> **The data**

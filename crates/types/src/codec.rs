//! Canonical serialization.
//!
//! Field order is CONSENSUS-RELEVANT; changing it is a hard fork. The rules:
//!
//! - integers are big-endian, fixed width
//! - hashes, keys and signatures are raw fixed-width bytes
//! - variable-length sequences carry a `u32` element count
//! - `Option<T>` is a presence byte (0/1) followed by the value
//! - no trailing padding; decoders reject leftover bytes
//!
//! Hashes and signatures are always computed over these bytes.

use thiserror::Error;

/// Errors from canonical decoding.
#[derive(Debug, Error, PartialEq, Eq)]
pub enum CodecError {
    #[error("Unexpected end of input")]
    UnexpectedEof,

    #[error("Trailing bytes after decode")]
    TrailingBytes,

    #[error("Invalid enum tag {tag} for {what}")]
    InvalidTag { what: &'static str, tag: u8 },

    #[error("Length {len} exceeds limit {limit}")]
    LengthOverflow { len: u64, limit: u64 },
}

/// Sequences longer than this are rejected outright. Generous bound; real
/// payloads are limited by pool and block size configuration long before.
pub const MAX_SEQ_LEN: u32 = 1 << 20;

/// A type with a canonical byte encoding.
pub trait Encode {
    fn encode_into(&self, out: &mut Vec<u8>);

    fn encode(&self) -> Vec<u8> {
        let mut out = Vec::new();
        self.encode_into(&mut out);
        out
    }
}

/// A type decodable from its canonical encoding.
pub trait Decode: Sized {
    fn decode_from(input: &mut &[u8]) -> Result<Self, CodecError>;

    /// Decode a complete buffer, rejecting trailing bytes.
    fn decode(bytes: &[u8]) -> Result<Self, CodecError> {
        let mut input = bytes;
        let value = Self::decode_from(&mut input)?;
        if !input.is_empty() {
            return Err(CodecError::TrailingBytes);
        }
        Ok(value)
    }
}

pub fn take<'a>(input: &mut &'a [u8], n: usize) -> Result<&'a [u8], CodecError> {
    if input.len() < n {
        return Err(CodecError::UnexpectedEof);
    }
    let (head, tail) = input.split_at(n);
    *input = tail;
    Ok(head)
}

pub fn write_u8(out: &mut Vec<u8>, v: u8) {
    out.push(v);
}

pub fn read_u8(input: &mut &[u8]) -> Result<u8, CodecError> {
    Ok(take(input, 1)?[0])
}

pub fn write_u32(out: &mut Vec<u8>, v: u32) {
    out.extend_from_slice(&v.to_be_bytes());
}

pub fn read_u32(input: &mut &[u8]) -> Result<u32, CodecError> {
    let b = take(input, 4)?;
    Ok(u32::from_be_bytes([b[0], b[1], b[2], b[3]]))
}

pub fn write_u64(out: &mut Vec<u8>, v: u64) {
    out.extend_from_slice(&v.to_be_bytes());
}

pub fn read_u64(input: &mut &[u8]) -> Result<u64, CodecError> {
    let b = take(input, 8)?;
    Ok(u64::from_be_bytes([
        b[0], b[1], b[2], b[3], b[4], b[5], b[6], b[7],
    ]))
}

pub fn write_bytes(out: &mut Vec<u8>, bytes: &[u8]) {
    write_u32(out, bytes.len() as u32);
    out.extend_from_slice(bytes);
}

pub fn read_bytes(input: &mut &[u8]) -> Result<Vec<u8>, CodecError> {
    let len = read_u32(input)?;
    if len > MAX_SEQ_LEN {
        return Err(CodecError::LengthOverflow {
            len: len as u64,
            limit: MAX_SEQ_LEN as u64,
        });
    }
    Ok(take(input, len as usize)?.to_vec())
}

pub fn read_array<const N: usize>(input: &mut &[u8]) -> Result<[u8; N], CodecError> {
    let b = take(input, N)?;
    let mut out = [0u8; N];
    out.copy_from_slice(b);
    Ok(out)
}

/// Read a `u32` sequence count, bounded by `MAX_SEQ_LEN`.
pub fn read_seq_len(input: &mut &[u8]) -> Result<usize, CodecError> {
    let len = read_u32(input)?;
    if len > MAX_SEQ_LEN {
        return Err(CodecError::LengthOverflow {
            len: len as u64,
            limit: MAX_SEQ_LEN as u64,
        });
    }
    Ok(len as usize)
}

pub fn write_option<T, F: Fn(&mut Vec<u8>, &T)>(out: &mut Vec<u8>, v: &Option<T>, f: F) {
    match v {
        None => write_u8(out, 0),
        Some(inner) => {
            write_u8(out, 1);
            f(out, inner);
        }
    }
}

pub fn read_option<T, F: Fn(&mut &[u8]) -> Result<T, CodecError>>(
    input: &mut &[u8],
    f: F,
) -> Result<Option<T>, CodecError> {
    match read_u8(input)? {
        0 => Ok(None),
        1 => Ok(Some(f(input)?)),
        tag => Err(CodecError::InvalidTag {
            what: "Option",
            tag,
        }),
    }
}

// Canonical impls for the primitive building blocks.

impl Encode for crate::Hash {
    fn encode_into(&self, out: &mut Vec<u8>) {
        out.extend_from_slice(self.as_bytes());
    }
}

impl Decode for crate::Hash {
    fn decode_from(input: &mut &[u8]) -> Result<Self, CodecError> {
        Ok(crate::Hash::from_bytes(read_array::<32>(input)?))
    }
}

impl Encode for crate::PublicKey {
    fn encode_into(&self, out: &mut Vec<u8>) {
        out.extend_from_slice(self.as_bytes());
    }
}

impl Decode for crate::PublicKey {
    fn decode_from(input: &mut &[u8]) -> Result<Self, CodecError> {
        Ok(crate::PublicKey::from_bytes(read_array::<32>(input)?))
    }
}

impl Encode for crate::Signature {
    fn encode_into(&self, out: &mut Vec<u8>) {
        out.extend_from_slice(self.as_bytes());
    }
}

impl Decode for crate::Signature {
    fn decode_from(input: &mut &[u8]) -> Result<Self, CodecError> {
        Ok(crate::Signature::from_bytes(read_array::<64>(input)?))
    }
}

#[cfg(test)]
mod tests {
    use super::*;
    use crate::Hash;

    #[test]
    fn u64_is_big_endian() {
        let mut out = Vec::new();
        write_u64(&mut out, 0x0102030405060708);
        assert_eq!(out, [1, 2, 3, 4, 5, 6, 7, 8]);
    }

    #[test]
    fn trailing_bytes_rejected() {
        let mut bytes = Hash::ZERO.encode();
        bytes.push(0);
        assert_eq!(Hash::decode(&bytes), Err(CodecError::TrailingBytes));
    }

    #[test]
    fn short_input_rejected() {
        assert_eq!(Hash::decode(&[0u8; 16]), Err(CodecError::UnexpectedEof));
    }

    #[test]
    fn option_round_trip() {
        let mut out = Vec::new();
        write_option(&mut out, &Some(Hash::of(b"a")), |o, h: &Hash| {
            h.encode_into(o)
        });
        write_option::<Hash, _>(&mut out, &None, |o, h| h.encode_into(o));

        let mut input = out.as_slice();
        let some = read_option(&mut input, Hash::decode_from).unwrap();
        let none = read_option(&mut input, Hash::decode_from).unwrap();
        assert_eq!(some, Some(Hash::of(b"a")));
        assert_eq!(none, None);
        assert!(input.is_empty());
    }
}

> **Description of the task**
A single number is expected here: the count of lines in the material above with "return" in them.

> **Task result**
4